Zebralight SC52w - I sometimes EDC this light. Or I take it along with a quad of Duracell Ion Cores if I think I might be taking that surprise night hike. No, it's not as bright as the Maelstrom. But it's certainly not bad. And four AA batteries will net me about three hours of use at full brightness. Plus, there are tons of other modes if i need less light. It also has a nice, diffuse, floody beam. And it's so small and light that I barely notice it's there.

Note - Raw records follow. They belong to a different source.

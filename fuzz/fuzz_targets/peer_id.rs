//! Fuzz test for peer ID and bootnode parsing

#![no_main]

use libfuzzer_sys::fuzz_target;
use xdag_discovery::{Bootnode, PeerId};

fuzz_target!(|data: &[u8]| {
    if let Ok(id) = PeerId::from_slice(data) {
        assert_eq!(id.as_bytes().as_slice(), data);
        assert_eq!(id.log_distance(&id), 0);
        let _ = id.public_key();
    }

    if let Ok(s) = std::str::from_utf8(data) {
        if let Ok(bootnode) = s.parse::<Bootnode>() {
            let reparsed: Bootnode = bootnode.to_string().parse().unwrap();
            assert_eq!(reparsed, bootnode);
        }
    }
});
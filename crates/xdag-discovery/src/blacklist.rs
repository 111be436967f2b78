//! Peer blacklist.

use crate::identity::PeerId;
use lru::LruCache;
use parking_lot::Mutex;
use std::collections::HashSet;
use std::num::NonZeroUsize;

/// Default number of rolling entries.
pub const DEFAULT_BLACKLIST_CAPACITY: usize = 500;

/// Ids whose packets are dropped.
///
/// Holds a bounded set of recently blacklisted ids, where the least recently
/// used entry rolls off once the capacity is reached, and a permanent set of
/// banned ids that never rolls off.
#[derive(Debug)]
pub struct PeerBlacklist {
    recent: Mutex<LruCache<PeerId, ()>>,
    banned: HashSet<PeerId>,
}

impl PeerBlacklist {
    /// Blacklist with `capacity` rolling entries and a permanent `banned`
    /// set. A zero capacity is treated as one.
    #[must_use]
    pub fn new(capacity: usize, banned: HashSet<PeerId>) -> Self {
        let capacity = NonZeroUsize::new(capacity).unwrap_or(NonZeroUsize::MIN);
        Self {
            recent: Mutex::new(LruCache::new(capacity)),
            banned,
        }
    }

    /// Blacklist with only rolling entries.
    #[must_use]
    pub fn with_capacity(capacity: usize) -> Self {
        Self::new(capacity, HashSet::new())
    }

    /// True if `id` is banned or recently blacklisted.
    #[must_use]
    pub fn contains(&self, id: &PeerId) -> bool {
        self.banned.contains(id) || self.recent.lock().get(id).is_some()
    }

    /// Blacklist `id`, possibly pushing out the oldest rolling entry.
    pub fn add(&self, id: PeerId) {
        self.recent.lock().put(id, ());
    }

    /// Remove `id` from the rolling entries. Banned ids stay banned.
    pub fn remove(&self, id: &PeerId) -> bool {
        self.recent.lock().pop(id).is_some()
    }

    /// Number of rolling entries.
    #[must_use]
    pub fn len(&self) -> usize {
        self.recent.lock().len()
    }

    /// True if there are no rolling entries.
    #[must_use]
    pub fn is_empty(&self) -> bool {
        self.recent.lock().is_empty()
    }
}

impl Default for PeerBlacklist {
    fn default() -> Self {
        Self::with_capacity(DEFAULT_BLACKLIST_CAPACITY)
    }
}
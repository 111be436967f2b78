//! Fuzz test for discovery packet decoding
//!
//! Arbitrary datagrams must be rejected or decoded, never panic. Anything
//! that decodes once decodes again to the same packet.

#![no_main]

use libfuzzer_sys::fuzz_target;
use xdag_discovery::{Packet, PacketData};

fuzz_target!(|data: &[u8]| {
    let Ok(packet) = Packet::decode(data) else {
        return;
    };
    assert_eq!(packet.as_bytes(), data);
    assert_eq!(Packet::decode(packet.as_bytes()).ok().as_ref(), Some(&packet));

    // Payload decoders are also reachable directly
    let payload = packet.payload();
    match packet.data() {
        PacketData::Ping(_) => assert!(xdag_discovery::Ping::decode(payload).is_ok()),
        PacketData::Pong(_) => assert!(xdag_discovery::Pong::decode(payload).is_ok()),
        PacketData::FindNeighbors(_) => {
            assert!(xdag_discovery::FindNeighbors::decode(payload).is_ok());
        }
        PacketData::Neighbors(_) => assert!(xdag_discovery::Neighbors::decode(payload).is_ok()),
    }
});
//! # XDAG Crypto
//!
//! Cryptographic primitives used by the XDAG discovery protocol.
//!
//! This crate provides:
//! - Keccak-256 hashing for packet integrity and identity coordinates
//! - secp256k1 key pairs
//! - Recoverable ECDSA signatures (`r || s || v`, 65 bytes)
//!
//! ## Cryptographic Suite
//!
//! | Function | Algorithm | Encoding |
//! |----------|-----------|----------|
//! | Hash | Keccak-256 | 32 bytes |
//! | Signatures | ECDSA over secp256k1 | 65 bytes, recoverable |
//! | Public keys | SEC1 compressed | 33 bytes |

#![warn(missing_docs)]
#![warn(clippy::all)]

pub mod error;
pub mod hash;
pub mod keys;

pub use error::CryptoError;
pub use hash::{Keccak256Hasher, keccak256};
pub use keys::{KeyPair, PublicKey, RecoverableSignature};

/// Keccak-256 output size
pub const KECCAK256_OUTPUT_SIZE: usize = 32;

/// secp256k1 secret key size
pub const SECRET_KEY_SIZE: usize = 32;

/// Compressed SEC1 public key size
pub const COMPRESSED_PUBLIC_KEY_SIZE: usize = 33;

/// Recoverable signature size (`r || s || recovery_id`)
pub const RECOVERABLE_SIGNATURE_SIZE: usize = 65;
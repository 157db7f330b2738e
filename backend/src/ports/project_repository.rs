//! Project Repository Port - Persistence contract for project documents.
//!
//! Implemented by the local [`ProjectRecordStore`](crate::adapters::ProjectRecordStore)
//! for local-only deployments and by the
//! [`RemoteSyncAdapter`](crate::adapters::RemoteSyncAdapter), which mirrors to
//! the remote collection and falls back to the local store.
//!
//! Updates take a JSON partial that is deep-merged onto the current
//! document: objects merge key-wise, scalars and arrays are replaced.

use async_trait::async_trait;
use serde_json::Value;

use crate::domain::foundation::{DomainError, ProjectId};
use crate::domain::project::ProjectDocument;

/// Repository for project documents.
#[async_trait]
pub trait ProjectRepository: Send + Sync {
    /// Persists a new project and returns it with its final id.
    ///
    /// # Errors
    ///
    /// - `StorageFailure` if nothing could be persisted
    async fn create(&self, document: ProjectDocument) -> Result<ProjectDocument, DomainError>;

    /// Loads a project.
    ///
    /// # Errors
    ///
    /// - `ProjectNotFound` if no copy exists
    async fn get(&self, id: &ProjectId) -> Result<ProjectDocument, DomainError>;

    /// Loads every known project.
    async fn list(&self) -> Result<Vec<ProjectDocument>, DomainError>;

    /// Deep-merges `partial` onto the stored project and returns the result.
    ///
    /// Update is not a create: a missing project is `ProjectNotFound`.
    async fn update(&self, id: &ProjectId, partial: Value) -> Result<ProjectDocument, DomainError>;

    /// Removes a project.
    async fn delete(&self, id: &ProjectId) -> Result<(), DomainError>;
}
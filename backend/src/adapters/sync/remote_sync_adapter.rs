//! Remote Sync Adapter - `ProjectRepository` that mirrors to the remote
//! collection and degrades to the local record store.
//!
//! # Policy
//!
//! - The local record store always receives the final document. When the
//!   remote call failed, a local write failure is the caller's
//!   `StorageFailure`; when the remote call succeeded it is only logged.
//! - Remote failures never surface to the caller. They are logged and
//!   counted once per adapter operation; see [`SyncStatus`].
//! - A remote record whose `data` blob is not valid JSON reads as an empty
//!   document carrying only the record's id and business fields.
//! - The remote record id is authoritative: a project created while the
//!   remote is reachable takes the id the collection assigned.

use async_trait::async_trait;
use serde::Serialize;
use serde_json::{json, Map, Value};
use std::sync::Arc;
use tokio::sync::RwLock;
use tracing::{debug, info, warn};

use crate::adapters::storage::ProjectRecordStore;
use crate::domain::foundation::{DomainError, ErrorCode, ProjectId, Timestamp};
use crate::domain::project::{shallow_merge, ProjectDocument};
use crate::ports::{
    project_key, ProjectRepository, RemoteError, RemoteProjectClient, RemoteProjectPayload,
    RemoteProjectRecord,
};

/// Consecutive failures after which the adapter reports degraded mode.
pub const DEFAULT_DEGRADED_AFTER_FAILURES: u32 = 3;

/// Observable health of the remote mirror.
#[derive(Debug, Clone, Default, PartialEq, Eq, Serialize)]
pub struct SyncStatus {
    /// True once consecutive failures reached the threshold.
    pub degraded: bool,
    pub consecutive_failures: u32,
    /// Message of the most recent remote failure.
    pub last_failure: Option<String>,
    pub last_failure_at: Option<Timestamp>,
    pub last_success_at: Option<Timestamp>,
}

/// Project repository with remote mirroring and local fallback.
pub struct RemoteSyncAdapter {
    remote: Arc<dyn RemoteProjectClient>,
    local: Arc<ProjectRecordStore>,
    degraded_after: u32,
    status: RwLock<SyncStatus>,
}

impl RemoteSyncAdapter {
    pub fn new(remote: Arc<dyn RemoteProjectClient>, local: Arc<ProjectRecordStore>) -> Self {
        Self {
            remote,
            local,
            degraded_after: DEFAULT_DEGRADED_AFTER_FAILURES,
            status: RwLock::new(SyncStatus::default()),
        }
    }

    /// Sets the failure threshold for degraded mode (minimum 1).
    pub fn with_degraded_after(mut self, failures: u32) -> Self {
        self.degraded_after = failures.max(1);
        self
    }

    /// Current remote health.
    pub async fn sync_status(&self) -> SyncStatus {
        self.status.read().await.clone()
    }

    /// The local record store this adapter falls back to.
    pub fn local(&self) -> &Arc<ProjectRecordStore> {
        &self.local
    }

    async fn record_success(&self) {
        let mut status = self.status.write().await;
        if status.degraded {
            info!(
                failures = status.consecutive_failures,
                "Remote project collection reachable again"
            );
        }
        status.degraded = false;
        status.consecutive_failures = 0;
        status.last_success_at = Some(Timestamp::now());
    }

    async fn record_failure(&self, operation: &str, err: &RemoteError) {
        let mut status = self.status.write().await;
        status.consecutive_failures = status.consecutive_failures.saturating_add(1);
        status.last_failure = Some(err.to_string());
        status.last_failure_at = Some(Timestamp::now());

        warn!(
            operation,
            error = %err,
            consecutive_failures = status.consecutive_failures,
            "Remote project call failed, using local store"
        );

        if !status.degraded && status.consecutive_failures >= self.degraded_after {
            status.degraded = true;
            warn!(
                threshold = self.degraded_after,
                "Remote project sync degraded to local-only"
            );
        }
    }

    /// Records the outcome of a remote call. A 404 means the remote answered.
    async fn observe<T>(&self, operation: &str, result: &Result<T, RemoteError>) {
        match result {
            Ok(_) | Err(RemoteError::NotFound(_)) => self.record_success().await,
            Err(err) => self.record_failure(operation, err).await,
        }
    }

    /// Writes the local copy; failures are logged, not returned.
    async fn mirror_locally(&self, document: &ProjectDocument) {
        if let Err(err) = self.local.save(&project_key(&document.id), document).await {
            warn!(project_id = %document.id, error = %err, "Local mirror write failed");
        }
    }

    async fn read_local(&self, id: &ProjectId) -> Result<ProjectDocument, DomainError> {
        self.local.load(&project_key(id)).await
    }
}

/// Builds the remote payload for a document.
pub fn serialize_for_remote(document: &ProjectDocument) -> Result<RemoteProjectPayload, DomainError> {
    Ok(RemoteProjectPayload {
        business_name: document.business.name.clone(),
        business_type: document.business.business_type.as_str().to_string(),
        data: document.to_json()?,
    })
}

/// Parses a remote record into a document tree.
///
/// A malformed `data` blob degrades to an empty object. The record id and
/// the non-empty top-level business fields win over the blob.
pub fn deserialize_remote(record: &RemoteProjectRecord) -> Value {
    let mut parsed = match serde_json::from_str::<Value>(&record.data) {
        Ok(Value::Object(map)) => map,
        Ok(_) | Err(_) => {
            if !record.data.trim().is_empty() {
                warn!(remote_id = %record.id, "Remote project data is not a JSON object, reading as empty");
            }
            Map::new()
        }
    };

    parsed.insert("id".to_string(), Value::String(record.id.clone()));

    let business = parsed
        .entry("business".to_string())
        .or_insert_with(|| json!({}));
    if !business.is_object() {
        *business = json!({});
    }
    if let Value::Object(fields) = business {
        if !record.business_name.is_empty() {
            fields.insert("name".to_string(), Value::String(record.business_name.clone()));
        }
        if !record.business_type.is_empty() {
            fields.insert("type".to_string(), Value::String(record.business_type.clone()));
        }
    }

    Value::Object(parsed)
}

fn document_from_remote(record: &RemoteProjectRecord) -> Result<ProjectDocument, RemoteError> {
    ProjectDocument::from_value(deserialize_remote(record))
        .map_err(|e| RemoteError::InvalidResponse(e.message))
}

/// Overlays the server's view on `base`, keeping `base` if the result does
/// not form a document.
fn adopt_server_view(base: &ProjectDocument, record: &RemoteProjectRecord) -> ProjectDocument {
    let overlay = deserialize_remote(record);
    let adopted = base
        .to_value()
        .and_then(|value| ProjectDocument::from_value(shallow_merge(&value, &overlay)));
    match adopted {
        Ok(document) => document,
        Err(err) => {
            warn!(remote_id = %record.id, error = %err, "Ignoring unusable remote response body");
            ProjectDocument {
                id: ProjectId::parse(record.id.clone()).unwrap_or_else(|_| base.id.clone()),
                ..base.clone()
            }
        }
    }
}

#[async_trait]
impl ProjectRepository for RemoteSyncAdapter {
    async fn create(&self, document: ProjectDocument) -> Result<ProjectDocument, DomainError> {
        let payload = serialize_for_remote(&document)?;
        let result = self.remote.create(&payload).await;
        self.observe("create", &result).await;

        match result {
            Ok(record) => {
                let created = adopt_server_view(&document, &record);
                self.mirror_locally(&created).await;
                info!(project_id = %created.id, "Project created remotely");
                Ok(created)
            }
            Err(_) => {
                self.local.save(&project_key(&document.id), &document).await?;
                info!(project_id = %document.id, "Project created locally");
                Ok(document)
            }
        }
    }

    async fn get(&self, id: &ProjectId) -> Result<ProjectDocument, DomainError> {
        let result = self.remote.get(id.as_str()).await;
        self.observe("get", &result).await;

        match result.and_then(|record| document_from_remote(&record)) {
            Ok(document) => Ok(document),
            Err(err) => {
                debug!(project_id = %id, error = %err, "Reading project from local fallback");
                self.read_local(id).await
            }
        }
    }

    async fn list(&self) -> Result<Vec<ProjectDocument>, DomainError> {
        let result = self.remote.list().await;
        self.observe("list", &result).await;

        match result {
            Ok(records) => Ok(records
                .iter()
                .filter_map(|record| match document_from_remote(record) {
                    Ok(document) => Some(document),
                    Err(err) => {
                        warn!(remote_id = %record.id, error = %err, "Skipping unreadable remote project");
                        None
                    }
                })
                .collect()),
            Err(_) => self.local.load_all_projects().await,
        }
    }

    async fn update(&self, id: &ProjectId, partial: Value) -> Result<ProjectDocument, DomainError> {
        // The read counts toward sync health only when it fails; the PUT
        // that follows records the outcome of a reachable remote.
        let (current, reachable) = match self.remote.get(id.as_str()).await {
            Ok(record) => match document_from_remote(&record) {
                Ok(document) => (document, true),
                Err(err) => {
                    debug!(project_id = %id, error = %err, "Remote copy unusable, merging onto local");
                    (self.read_local(id).await?, true)
                }
            },
            Err(RemoteError::NotFound(_)) => (self.read_local(id).await?, true),
            Err(err) => {
                self.record_failure("update", &err).await;
                (self.read_local(id).await?, false)
            }
        };
        let merged = current.merged(&partial)?;

        let updated = if reachable {
            let payload = serialize_for_remote(&merged)?;
            let result = self.remote.update(id.as_str(), &payload).await;
            self.observe("update", &result).await;
            match result {
                Ok(record) => {
                    let updated = adopt_server_view(&merged, &record);
                    self.mirror_locally(&updated).await;
                    updated
                }
                Err(_) => {
                    self.local.save(&project_key(id), &merged).await?;
                    merged
                }
            }
        } else {
            self.local.save(&project_key(id), &merged).await?;
            merged
        };

        self.local.announce(&updated).await;
        Ok(updated)
    }

    async fn delete(&self, id: &ProjectId) -> Result<(), DomainError> {
        let remote = self.remote.delete(id.as_str()).await;
        self.observe("delete", &remote).await;
        let local = self.local.remove(&project_key(id)).await;
        self.local.close_if_current(id).await;

        match (remote, local) {
            (Ok(()), _) | (_, Ok(())) => Ok(()),
            (Err(remote_err), Err(local_err)) => Err(DomainError::new(
                ErrorCode::StorageFailure,
                format!("Failed to delete project {}", id),
            )
            .with_detail("remote", remote_err.to_string())
            .with_detail("local", local_err.message)),
        }
    }
}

Malkoff XM-L2 Mags - I actually have two of these, a 3C and 3D. And although many here would dismiss them as overly large and archaic, they certainly have their merits. The 3D, for instance, produces around 600-700 lumens for an INSANE 5-6 hours, depending on the batteries (Tenergy Premium or Centura). And the 3C just feels RIGHT in my hand. You also get that great, consistent NiMH performance - there is practically no dimming of the light until it is dead. If I am going car camping, these lights are simply awesome!


----------



## kj75 (Jun 23, 2014)

Waiting for "shorter" days....:sigh: 
Actually I only use some headlamps while reading in bed after 23:00...Mostly I use the HC90 or Wizard Pro.


----------



## kj2 (Jun 23, 2014)

kj75 said:


> Actually I only use some headlamps while reading in bed after 23:00...Mostly I use the HC90 or Wizard Pro.


On max? xD


----------



## Str8stroke (Jun 23, 2014)

Well like many of you fine folks, I have a plethora of flashlights & lighting instruments. I am going to name the top three I use out of the bunch. But, all get played with at some point.
1) Eagle Tac D25vn. So much so, I got 2 of his lights! So I have twins.
2) Surefire E1D, retired my lego version
3) Fraz 26650. Cant say enough about this light. It does everything perfectly. Built like a tank. Its my do everything light. Only thing it needs is add a lanyard.


----------



## kj75 (Jun 23, 2014)

kj2 said:


> On max? xD





No. Because of their good low-modes. Still waiting for a "moonlight" Fenix.....


----------



## hyperloop (Jun 23, 2014)

Wow, beautiful lights the EagleTac D25 vn, it looks like a Nitecore doesnt it?


----------



## LGT (Jun 23, 2014)

HDS 200 tactical or rotary for pocket carry, ZL H600 nw on my hardhat, and a Armytek barracuda when I need some throw.


----------



## hyperloop (Jun 26, 2014)

the Olight ST25 came today, man it is bright, the side button is a nice touch. Chucked it in the bag and it turned itself on (yes, i read the manual AFTER that incident and read how to lock out the button), the light does get pretty warm on max though.


----------



## vicv (Jun 26, 2014)

Solarforce l1200. 1k or so of incan bliss. I use it nightly to go out after dark and put my chickens inside. Overkill really but I can see a couple hundred yards in front of me if necessary and my feet and both sides is all lit up as well


----------



## hyperloop (Jun 27, 2014)

1k of incan? Man, better make sure you don't accidentally roast a few birds haha, its a great overkill man

Sent from my Poseidon using Candlepowerforums mobile app


----------



## vicv (Jun 27, 2014)

Thanks. I have brighter incans but I really like the beam the wa1185 bulb gives


----------



## hyperloop (Jul 2, 2014)

Lately, I have been acquiring items, an Olight ST25 is about the only flashlight i got, then I got myself these Lucky Line - Belt Loops, then after that I decided I needed a pocketable multitool and living in Singapore means knives are a no-no, so get the Leatherman PS but then i got to thinking a knife is a useful tool so I got me a Cold Steel Mini Tuff Lite knife.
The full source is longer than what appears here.